The robotic buzz of her intercom shuts down whatever she was about to tell me. My jaw is beginning to ache, and I realize I’ve been clenching my teeth. For a second we just remain frozen in silence, looking at one another. When the buzzer goes again, Pippa blinks and looks away, smoothing a hand over her immaculate hair. “That’ll be Lacey,” she says.

“Yeah,” I reply. “It will.” I get up and grab my coat, which is still slightly damp from last night’s rain. “Tell her to call me later if she wants to grab a coffee or something, yeah?”

“You’re not staying for the session?”

I’m already at the door, my palm feeling the press of the cool metal handle beneath it. “Not really standard for a civilian to be present during a patient’s treatment, is it?”

Pippa gives me a hard look. “She might not talk if you’re not here.”

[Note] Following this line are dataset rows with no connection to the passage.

//! Run orchestrator
//!
//! Runs the ordered stage sequence through an injected `StageRunner` and wraps
//! the whole sequence in a bounded retry loop. A failing stage aborts the rest
//! of its attempt; the next attempt starts again from the first stage.

use shared::{logging, process_debug, process_error, process_info, process_warn, ProcessId, StageId};

use crate::core::{RetryPolicy, RunRecord};
use crate::error::{OrchestratorError, OrchestratorResult};
use crate::traits::StageRunner;

/// Drives one run of the pipeline with whole-run retries
pub struct Orchestrator<S>
where
    S: StageRunner,
{
    runner: S,
    policy: RetryPolicy,
    /// Stages executed by every attempt, in order
    stages: Vec<StageId>,
    /// Bookkeeping for every stage of every attempt
    records: Vec<RunRecord>,
}

impl<S> Orchestrator<S>
where
    S: StageRunner,
{
    /// Create new orchestrator running the full stage sequence
    pub fn new(runner: S, policy: RetryPolicy) -> Self {
        Self {
            runner,
            policy,
            stages: StageId::ALL.to_vec(),
            records: Vec::new(),
        }
    }

    /// Start every attempt at `stage` instead of the first stage (fluent API)
    pub fn starting_at(mut self, stage: StageId) -> Self {
        self.stages = StageId::ALL.into_iter().filter(|s| *s >= stage).collect();
        self
    }

    pub fn runner(&self) -> &S {
        &self.runner
    }

    pub fn stages(&self) -> &[StageId] {
        &self.stages
    }

    pub fn records(&self) -> &[RunRecord] {
        &self.records
    }

    /// Records belonging to one attempt
    pub fn attempt_records(&self, attempt: u32) -> impl Iterator<Item = &RunRecord> {
        self.records.iter().filter(move |r| r.attempt_number == attempt)
    }

    /// Run until one attempt completes every stage or the attempts run out
    ///
    /// Returns the number of attempts used.
    pub async fn run(&mut self) -> OrchestratorResult<u32> {
        if self.policy.max_attempts == 0 {
            return Err(OrchestratorError::config("max_attempts must be at least 1"));
        }

        let mut last_failure = None;
        for attempt in 1..=self.policy.max_attempts {
            process_info!(
                ProcessId::current(),
                "🔁 Attempt {}/{} ({} stages)",
                attempt,
                self.policy.max_attempts,
                self.stages.len()
            );

            match self.run_attempt(attempt).await {
                None => {
                    self.dump_records();
                    return Ok(attempt);
                }
                Some(stage) => last_failure = Some((stage, attempt)),
            }

            if attempt < self.policy.max_attempts {
                let delay = self.policy.delay_after(attempt);
                process_warn!(
                    ProcessId::current(),
                    "⏳ Attempt {} failed, retrying in {}s",
                    attempt,
                    delay.as_secs()
                );
                tokio::time::sleep(delay).await;
            }
        }

        self.dump_records();
        let (stage, attempt) = last_failure.ok_or_else(|| OrchestratorError::config("no attempt was run"))?;
        Err(OrchestratorError::RetriesExhausted {
            attempts: self.policy.max_attempts,
            stage,
            attempt,
        })
    }

    /// One pass over the stage sequence; the failed stage, if any
    async fn run_attempt(&mut self, attempt: u32) -> Option<StageId> {
        let first = self.records.len();
        self.records
            .extend(self.stages.iter().map(|stage| RunRecord::pending(attempt, *stage)));

        for offset in 0..self.stages.len() {
            let stage = self.stages[offset];
            let index = first + offset;
            self.records[index].start();

            logging::log_stage_launch(ProcessId::current(), stage, attempt);
            let succeeded = match self.runner.run_stage(stage, attempt).await {
                Ok(exit) if exit.success() => {
                    process_debug!(
                        ProcessId::current(),
                        "Stage {} finished in {:.1}s",
                        stage,
                        exit.duration.as_secs_f64()
                    );
                    true
                }
                Ok(exit) => {
                    let failure = OrchestratorError::StageFailed {
                        stage,
                        attempt,
                        exit_code: exit.code,
                    };
                    process_error!(ProcessId::current(), "❌ {}", failure);
                    false
                }
                Err(e) => {
                    logging::log_error(ProcessId::current(), &format!("Stage {stage}"), &e);
                    false
                }
            };

            self.records[index].finish(succeeded);
            if !succeeded {
                return Some(stage);
            }
        }
        None
    }

    fn dump_records(&self) {
        match serde_json::to_string(&self.records) {
            Ok(json) => process_debug!(ProcessId::current(), "Run records: {}", json),
            Err(e) => process_debug!(ProcessId::current(), "Run records unavailable: {}", e),
        }
    }
}
//! Test fixtures and data for pipeline tests

use shared::{CuratorVerdict, QueryCategory, SearchQuery, Source, VideoKind, VideoRecord};

/// Standard test data and fixtures
pub struct TestFixtures;

impl TestFixtures {
    pub fn url(id: &str, kind: VideoKind) -> String {
        match kind {
            VideoKind::Video => format!("https://www.youtube.com/watch?v={id}"),
            VideoKind::Short => format!("https://www.youtube.com/shorts/{id}"),
        }
    }

    pub fn record(id: &str, kind: VideoKind, source: Source) -> VideoRecord {
        VideoRecord::from_listing(&Self::url(id, kind), &format!("Title {id}"), kind, source, None, false).unwrap()
    }

    pub fn search_record(id: &str, kind: VideoKind, query: &str) -> VideoRecord {
        VideoRecord::from_listing(&Self::url(id, kind), &format!("Title {id}"), kind, Source::Search, Some(query), false)
            .unwrap()
    }

    pub fn verdict(id: &str, like: bool) -> CuratorVerdict {
        CuratorVerdict {
            record_id: id.to_string(),
            like,
            rationale: None,
        }
    }

    /// Ten proposals satisfying the default query policy
    pub fn balanced_queries() -> Vec<SearchQuery> {
        let math = [
            "easy fractions",
            "easy ratios and rates",
            "dividing decimals",
            "negative numbers on a number line",
            "area of composite shapes",
        ];
        let curiosity = [
            "how black holes form",
            "why leaves change color",
            "how the roman aqueducts worked",
            "how airplanes stay in the air",
            "deep ocean animals",
        ];
        math.iter()
            .map(|t| SearchQuery::new(*t, QueryCategory::Math))
            .chain(curiosity.iter().map(|t| SearchQuery::new(*t, QueryCategory::Curiosity)))
            .collect()
    }
}
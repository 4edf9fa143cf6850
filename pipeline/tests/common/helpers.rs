//! Test helpers: an in-memory platform and store setup

use std::collections::{HashMap, HashSet};
use std::sync::atomic::{AtomicUsize, Ordering};
use std::sync::Mutex;

use async_trait::async_trait;
use pipeline::{
    BrowserDriver, ListingExtractor, ListingSource, PipelineError, PipelineResult, ReactionController,
    SessionHandle, SessionOptions,
};
use shared::{ActionItem, ArtifactStore, ReactionState, VideoRecord};
use tempfile::TempDir;

/// In-memory stand-in for the browser sidecar
///
/// Reaction buttons set the state they name, searches return the configured
/// records, and every open and close is counted.
#[derive(Default)]
pub struct FakePlatform {
    pub feed: Vec<VideoRecord>,
    pub searches: HashMap<String, Vec<VideoRecord>>,
    pub failing_queries: HashSet<String>,
    pub fail_feed: bool,
    pub fail_close: bool,
    pub states: Mutex<HashMap<String, ReactionState>>,
    pub opened: AtomicUsize,
    pub closed: AtomicUsize,
    pub clicks: AtomicUsize,
}

impl FakePlatform {
    pub fn with_feed(feed: Vec<VideoRecord>) -> Self {
        Self {
            feed,
            ..Default::default()
        }
    }

    pub fn state_of(&self, url: &str) -> ReactionState {
        self.states
            .lock()
            .unwrap()
            .get(url)
            .copied()
            .unwrap_or(ReactionState::Neutral)
    }

    pub fn sessions_balanced(&self) -> bool {
        self.opened.load(Ordering::SeqCst) == self.closed.load(Ordering::SeqCst)
    }

    pub fn click_count(&self) -> usize {
        self.clicks.load(Ordering::SeqCst)
    }
}

#[async_trait]
impl BrowserDriver for FakePlatform {
    async fn open_session(&self, options: &SessionOptions) -> PipelineResult<SessionHandle> {
        let n = self.opened.fetch_add(1, Ordering::SeqCst);
        Ok(SessionHandle {
            id: format!("fake-{n}"),
            headless: options.headless,
        })
    }

    async fn close_session(&self, _session: SessionHandle) -> PipelineResult<()> {
        self.closed.fetch_add(1, Ordering::SeqCst);
        if self.fail_close {
            return Err(PipelineError::collaborator("close_session", "browser refused to exit"));
        }
        Ok(())
    }
}

#[async_trait]
impl ListingExtractor for FakePlatform {
    async fn extract(&self, _session: &SessionHandle, source: &ListingSource) -> PipelineResult<Vec<VideoRecord>> {
        match source {
            ListingSource::Feed if self.fail_feed => Err(PipelineError::collaborator("extract", "feed did not render")),
            ListingSource::Feed => Ok(self.feed.clone()),
            ListingSource::Search(query) if self.failing_queries.contains(&query.text) => {
                Err(PipelineError::collaborator("extract", format!("search '{}' timed out", query.text)))
            }
            ListingSource::Search(query) => Ok(self.searches.get(&query.text).cloned().unwrap_or_default()),
        }
    }
}

#[async_trait]
impl ReactionController for FakePlatform {
    async fn navigate(&self, _session: &SessionHandle, _url: &str) -> PipelineResult<()> {
        Ok(())
    }

    async fn get_reaction_state(&self, _session: &SessionHandle, url: &str) -> PipelineResult<ReactionState> {
        Ok(self.state_of(url))
    }

    async fn apply_reaction(&self, _session: &SessionHandle, item: &ActionItem) -> PipelineResult<()> {
        self.clicks.fetch_add(1, Ordering::SeqCst);
        self.states
            .lock()
            .unwrap()
            .insert(item.url.clone(), item.action.desired_state());
        Ok(())
    }

    async fn capture_screenshot(&self, _session: &SessionHandle) -> PipelineResult<Vec<u8>> {
        Ok(b"\x89PNG\r\n".to_vec())
    }
}

pub struct TestHelpers;

impl TestHelpers {
    /// Temporary work directory and a store rooted in it
    pub fn temp_store() -> (TempDir, ArtifactStore) {
        let temp = TempDir::new().unwrap();
        let store = ArtifactStore::new(temp.path());
        (temp, store)
    }

    pub fn session() -> SessionHandle {
        SessionHandle {
            id: "test-session".to_string(),
            headless: true,
        }
    }

    pub fn session_options(temp: &TempDir) -> SessionOptions {
        SessionOptions::new(temp.path().join("profile"), true)
    }
}
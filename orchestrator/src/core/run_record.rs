//! Per-stage run bookkeeping

use chrono::{DateTime, Utc};
use serde::Serialize;
use shared::StageId;

use crate::error::{OrchestratorError, OrchestratorResult};

#[derive(Debug, Clone, Copy, PartialEq, Eq, Serialize)]
#[serde(rename_all = "lowercase")]
pub enum RunStatus {
    Pending,
    Running,
    Succeeded,
    Failed,
}

/// One stage within one attempt
#[derive(Debug, Clone, PartialEq, Eq, Serialize)]
pub struct RunRecord {
    pub attempt_number: u32,
    /// Position in the full stage order
    pub stage_index: usize,
    pub stage: StageId,
    pub status: RunStatus,
    pub started_at: Option<DateTime<Utc>>,
    pub ended_at: Option<DateTime<Utc>>,
}

impl RunRecord {
    pub fn pending(attempt_number: u32, stage: StageId) -> Self {
        Self {
            attempt_number,
            stage_index: stage.index(),
            stage,
            status: RunStatus::Pending,
            started_at: None,
            ended_at: None,
        }
    }

    pub fn start(&mut self) {
        self.status = RunStatus::Running;
        self.started_at = Some(Utc::now());
    }

    pub fn finish(&mut self, succeeded: bool) {
        self.status = if succeeded { RunStatus::Succeeded } else { RunStatus::Failed };
        self.ended_at = Some(Utc::now());
    }
}

/// Final one-line report of a run
pub fn status_line(result: &OrchestratorResult<u32>) -> String {
    match result {
        Ok(1) => "SUCCESS: all stages completed on the first attempt".to_string(),
        Ok(attempts) => format!("SUCCESS: all stages completed after {attempts} attempts"),
        Err(OrchestratorError::RetriesExhausted { attempts, stage, attempt }) => {
            format!("FAILED: gave up after {attempts} attempts (stage {stage} failed on attempt {attempt})")
        }
        Err(OrchestratorError::Interrupted) => "FAILED: run interrupted".to_string(),
        Err(e) => format!("FAILED: {e}"),
    }
}
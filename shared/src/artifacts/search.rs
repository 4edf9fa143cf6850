//! Search-side artifacts

use chrono::{DateTime, Utc};
use serde::{Deserialize, Serialize};

use super::feed::FeedOutcome;
use crate::types::{CuratorVerdict, SearchQuery, VideoRecord};

/// Everything one search query returned
#[derive(Debug, Clone, PartialEq, Serialize, Deserialize)]
pub struct QueryResults {
    pub query: SearchQuery,
    #[serde(default)]
    pub videos: Vec<VideoRecord>,
    #[serde(default)]
    pub shorts: Vec<VideoRecord>,
    /// Extraction error for this query, if the search failed
    #[serde(default, skip_serializing_if = "Option::is_none")]
    pub error: Option<String>,
}

/// Output of the search extraction stage
#[derive(Debug, Clone, Serialize, Deserialize)]
pub struct SearchListing {
    pub searched_at: DateTime<Utc>,
    pub searches: Vec<QueryResults>,
    #[serde(default)]
    pub feed: FeedOutcome,
}

/// Per-kind record counts
#[derive(Debug, Clone, Copy, Default, PartialEq, Eq, Serialize, Deserialize)]
pub struct KindCounts {
    pub videos: usize,
    pub shorts: usize,
}

impl KindCounts {
    pub fn total(&self) -> usize {
        self.videos + self.shorts
    }
}

/// Sampled subset of one query's results
#[derive(Debug, Clone, PartialEq, Serialize, Deserialize)]
pub struct ReducedQuery {
    pub query: SearchQuery,
    pub original_counts: KindCounts,
    #[serde(default)]
    pub videos: Vec<VideoRecord>,
    #[serde(default)]
    pub shorts: Vec<VideoRecord>,
    #[serde(default, skip_serializing_if = "Option::is_none")]
    pub error: Option<String>,
}

impl ReducedQuery {
    pub fn reduced_counts(&self) -> KindCounts {
        KindCounts {
            videos: self.videos.len(),
            shorts: self.shorts.len(),
        }
    }
}

/// Output of the reducer stage
#[derive(Debug, Clone, Serialize, Deserialize)]
pub struct ReducedSearch {
    pub reduced_at: DateTime<Utc>,
    pub quota_per_kind: usize,
    pub searches: Vec<ReducedQuery>,
    #[serde(default)]
    pub feed: FeedOutcome,
}

impl ReducedSearch {
    /// All kept records, query by query, videos before shorts
    pub fn records(&self) -> Vec<VideoRecord> {
        self.searches
            .iter()
            .flat_map(|s| s.videos.iter().chain(s.shorts.iter()))
            .cloned()
            .collect()
    }
}

/// Search records together with their pass-2 verdicts
#[derive(Debug, Clone, Default, PartialEq, Serialize, Deserialize)]
pub struct SearchOutcome {
    #[serde(default)]
    pub records: Vec<VideoRecord>,
    #[serde(default)]
    pub verdicts: Vec<CuratorVerdict>,
}

/// Output of the search curation pass
#[derive(Debug, Clone, Serialize, Deserialize)]
pub struct SearchCuration {
    pub analyzed_at: DateTime<Utc>,
    pub model: String,
    pub outcome: SearchOutcome,
    #[serde(default)]
    pub feed: FeedOutcome,
}
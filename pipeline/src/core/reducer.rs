//! Search result reducer
//!
//! Bounds each query's results to a fixed quota per kind by uniform sampling
//! without replacement. Partitions smaller than the quota are kept whole.

use chrono::Utc;
use rand::Rng;
use shared::{KindCounts, QueryResults, ReducedQuery, ReducedSearch, SearchListing};

use super::sampling::sample_preserving_order;

/// Fixed-quota sampler for search results
#[derive(Debug, Clone, Copy)]
pub struct Reducer {
    quota_per_kind: usize,
}

impl Reducer {
    pub fn new(quota_per_kind: usize) -> Self {
        Self { quota_per_kind }
    }

    /// Reduce one query's results
    pub fn reduce_query<R: Rng + ?Sized>(&self, results: &QueryResults, rng: &mut R) -> ReducedQuery {
        ReducedQuery {
            query: results.query.clone(),
            original_counts: KindCounts {
                videos: results.videos.len(),
                shorts: results.shorts.len(),
            },
            videos: sample_preserving_order(&results.videos, self.quota_per_kind, rng),
            shorts: sample_preserving_order(&results.shorts, self.quota_per_kind, rng),
            error: results.error.clone(),
        }
    }

    /// Reduce every query; the feed outcome is carried through unchanged
    pub fn reduce_listing<R: Rng + ?Sized>(&self, listing: &SearchListing, rng: &mut R) -> ReducedSearch {
        ReducedSearch {
            reduced_at: Utc::now(),
            quota_per_kind: self.quota_per_kind,
            searches: listing.searches.iter().map(|s| self.reduce_query(s, rng)).collect(),
            feed: listing.feed.clone(),
        }
    }
}

impl Default for Reducer {
    fn default() -> Self {
        Self::new(3)
    }
}
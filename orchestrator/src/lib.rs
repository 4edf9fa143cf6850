//! Orchestrator library for running the feed curation pipeline
//!
//! Runs the ordered pipeline stages as child processes and retries the whole
//! sequence with capped exponential backoff until one attempt completes.

pub mod core;
pub mod error;
pub mod orchestrator;
pub mod services;
pub mod traits;

// Re-export commonly used types
pub use core::{status_line, RetryPolicy, RunRecord, RunStatus};
pub use error::{OrchestratorError, OrchestratorResult};
pub use orchestrator::Orchestrator;
pub use traits::{MockStageRunner, StageExit, StageRunner};
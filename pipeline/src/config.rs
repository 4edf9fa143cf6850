//! Pipeline configuration
//!
//! Built once from the command line by the `pipeline` binary and handed to the
//! stage functions. The classification API key is read from the environment,
//! after loading a `.env` file from the current directory or its parents when
//! one exists. Environment variables take precedence over `.env` values.

use std::path::PathBuf;
use std::time::Duration;

use rand::rngs::StdRng;
use rand::SeedableRng;
use shared::{process_debug, ProcessId};

use crate::core::QueryPolicy;
use crate::error::{PipelineError, PipelineResult};
use crate::types::{CurationPass, Rubric, SessionOptions};

/// Environment variable holding the classification API key
pub const API_KEY_VAR: &str = "OPENAI_API_KEY";

/// Audience description used when no audience file is configured
pub const DEFAULT_AUDIENCE: &str = "An 11 year old 6th grade student who wants to become strong at math \
and who is naturally curious about science, history, nature and how things work. Content should be \
age-appropriate, educational or genuinely thought-provoking, and free of clickbait, pranks, drama and \
mindless entertainment.";

/// Classification service connection settings
#[derive(Debug, Clone)]
pub struct ClassifierConfig {
    pub api_key: String,
    pub base_url: String,
    pub model: String,
    pub temperature: f32,
    pub timeout: Duration,
}

impl ClassifierConfig {
    pub fn new(api_key: impl Into<String>) -> Self {
        Self {
            api_key: api_key.into(),
            base_url: "https://api.openai.com/v1".to_string(),
            model: "gpt-4o-mini".to_string(),
            temperature: 0.7,
            timeout: Duration::from_secs(120),
        }
    }
}

/// Load the classification API key (`.env` first, then the environment)
pub fn load_api_key() -> PipelineResult<String> {
    let _ = dotenv::dotenv();

    match std::env::var(API_KEY_VAR) {
        Ok(value) if !value.trim().is_empty() => Ok(value),
        _ => Err(PipelineError::config(format!("{API_KEY_VAR} is not set"))),
    }
}

/// Batching of classification requests
#[derive(Debug, Clone, Copy, PartialEq, Eq)]
pub struct CuratorConfig {
    pub batch_size: usize,
    /// Evaluation batches allowed in flight at once
    pub max_in_flight: usize,
}

impl Default for CuratorConfig {
    fn default() -> Self {
        Self {
            batch_size: 40,
            max_in_flight: 1,
        }
    }
}

/// Caps on sampled likes per kind
#[derive(Debug, Clone, Copy, PartialEq, Eq)]
pub struct CompilerConfig {
    pub like_cap_videos: usize,
    pub like_cap_shorts: usize,
}

impl Default for CompilerConfig {
    fn default() -> Self {
        Self {
            like_cap_videos: 10,
            like_cap_shorts: 10,
        }
    }
}

/// Pauses between executed actions
#[derive(Debug, Clone, Copy, PartialEq, Eq)]
pub struct PacingConfig {
    pub delay: Duration,
    /// Longer pause taken after every `long_every` items
    pub long_delay: Duration,
    pub long_every: usize,
}

impl PacingConfig {
    pub fn none() -> Self {
        Self {
            delay: Duration::ZERO,
            long_delay: Duration::ZERO,
            long_every: 0,
        }
    }

    /// Pause after the item at one-based `index`
    pub fn pause_after(&self, index: usize) -> Duration {
        if self.long_every > 0 && index % self.long_every == 0 {
            self.long_delay
        } else {
            self.delay
        }
    }
}

impl Default for PacingConfig {
    fn default() -> Self {
        Self {
            delay: Duration::from_secs(2),
            long_delay: Duration::from_secs(5),
            long_every: 5,
        }
    }
}

/// Where the rubric text comes from
#[derive(Debug, Clone, Default, PartialEq, Eq)]
pub struct RubricSource {
    pub audience_file: Option<PathBuf>,
    pub standards_file: Option<PathBuf>,
}

impl RubricSource {
    /// Read the configured files; a missing standards file is skipped
    pub async fn load(&self, pass: CurationPass) -> PipelineResult<Rubric> {
        let audience = match &self.audience_file {
            Some(path) => tokio::fs::read_to_string(path)
                .await
                .map_err(|e| PipelineError::config(format!("cannot read audience file {}: {e}", path.display())))?
                .trim()
                .to_string(),
            None => DEFAULT_AUDIENCE.to_string(),
        };

        let standards = match &self.standards_file {
            Some(path) => match tokio::fs::read_to_string(path).await {
                Ok(text) => Some(text.trim().to_string()).filter(|t| !t.is_empty()),
                Err(e) => {
                    process_debug!(ProcessId::current(), "Standards file {} not loaded: {}", path.display(), e);
                    None
                }
            },
            None => None,
        };

        Ok(Rubric {
            pass,
            audience,
            standards,
        })
    }
}

/// Everything a stage process needs
#[derive(Debug, Clone)]
pub struct PipelineConfig {
    pub work_dir: PathBuf,
    pub debug: bool,
    pub browser_endpoint: String,
    pub session: SessionOptions,
    pub classifier_model: String,
    pub classifier_base_url: String,
    pub classifier_temperature: f32,
    pub classifier_timeout: Duration,
    pub curator: CuratorConfig,
    pub policy: QueryPolicy,
    pub reducer_quota: usize,
    pub compiler: CompilerConfig,
    pub pacing: PacingConfig,
    pub rubric: RubricSource,
    pub seed: Option<u64>,
}

impl PipelineConfig {
    pub fn new(work_dir: impl Into<PathBuf>) -> Self {
        let work_dir = work_dir.into();
        let classifier = ClassifierConfig::new("");
        Self {
            session: SessionOptions::new(work_dir.join("browser_profile"), true),
            work_dir,
            debug: false,
            browser_endpoint: "http://127.0.0.1:9222".to_string(),
            classifier_model: classifier.model,
            classifier_base_url: classifier.base_url,
            classifier_temperature: classifier.temperature,
            classifier_timeout: classifier.timeout,
            curator: CuratorConfig::default(),
            policy: QueryPolicy::default(),
            reducer_quota: 3,
            compiler: CompilerConfig::default(),
            pacing: PacingConfig::default(),
            rubric: RubricSource::default(),
            seed: None,
        }
    }

    /// Classifier settings with the API key resolved
    pub fn classifier(&self) -> PipelineResult<ClassifierConfig> {
        Ok(ClassifierConfig {
            api_key: load_api_key()?,
            base_url: self.classifier_base_url.clone(),
            model: self.classifier_model.clone(),
            temperature: self.classifier_temperature,
            timeout: self.classifier_timeout,
        })
    }

    /// Random source for the sampling stages
    pub fn rng(&self) -> StdRng {
        match self.seed {
            Some(seed) => StdRng::seed_from_u64(seed),
            None => StdRng::from_entropy(),
        }
    }

    pub fn validate(&self) -> PipelineResult<()> {
        if self.curator.batch_size == 0 {
            return Err(PipelineError::config("batch size must be at least 1"));
        }
        if self.curator.max_in_flight == 0 {
            return Err(PipelineError::config("max in flight must be at least 1"));
        }
        self.policy.validate()
    }
}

“She’ll talk. She set up the appointment.” I hit the access button on the intercom by the door, then I open it and I hurry down the stairwell before Lacey—and probably Zeth—can make it up to her floor in the elevator.

******

In my book, running down flights of stairs are just as hard as running up them. My thighs and ass are killing me by the time I reach the ground floor. The fresh air hits me like a wall of ice, shocking the oxygen right out of my lungs. It’s cold. Way colder than it usually is in autumn, but for once the wind is absent, leaving the day still and calm. I’m waiting to cross into the park when my cell phone rings. Damn it. Maybe I was wrong. Maybe Lacey won’t talk unless I’m there. I don’t see why my presence would be so important, though. I mean, she has Zeth. He’s been her be-all and end-all for months now. I’m about to pick up the call and tell Pippa that Lacey will just have to make do with her brother, when I see the number.

It’s an out-of-state number. Not one I recognize. I’m not in the habit of answering calls from strange numbers, but the source of the call this time has me breaking rules. Maybe…just maybe…

“Hello?”

There’s a pause on the other end of the line, and then an entertained and altogether male voice says, “What’s up, Doc?”

A jolt passes through me. A deeply violent and unpleasant one. “What the hell do
you
want?” I demand. I know perfectly well who it is—it’s the man I recently discovered is married to my sister. I’d thought that perhaps it was Alexis calling me to, I don’t know, apologize for everything she’s put me and Mom and Dad through. But no. It’s not her; it’s her motorcycle-riding, tattoo-covered, smug-grinned husband.

“Well, hello to you, too, precious. Raining up there? Weather got you in a shitty mood?”

“The sound of your voice has me in a shitty mood,” I retort. I want to head north through the park, but I can’t. I can’t concentrate on anything but gripping hold of this phone and listening intensely to the asshole on the other end of it. I collapse onto the bench at the entrance to the park and commence in burning holes with my eyeballs into the concrete at my feet. “Is it Lexi? Is she okay?”

“Sure. She’s out now. We’re on our way back to New Mexico.”

“She’s already out? She needs rest! You can’t have her discharged yet. She should be—”

“You think I want her up and hustling before she’s ready, Doc? I couldn’t chain the girl to the bed. She’s got legs, y’know? She used them. Got up and walked out of there before anyone knew about it. So yeah. Maybe calm your ass down.”

I hate his tone. I hate that I’m even having to listen to him right now. “So why are you calling, then, Rebel?”

“Because you need to come to New Mexico,” he answers. “You need to come make sure she gets better properly.”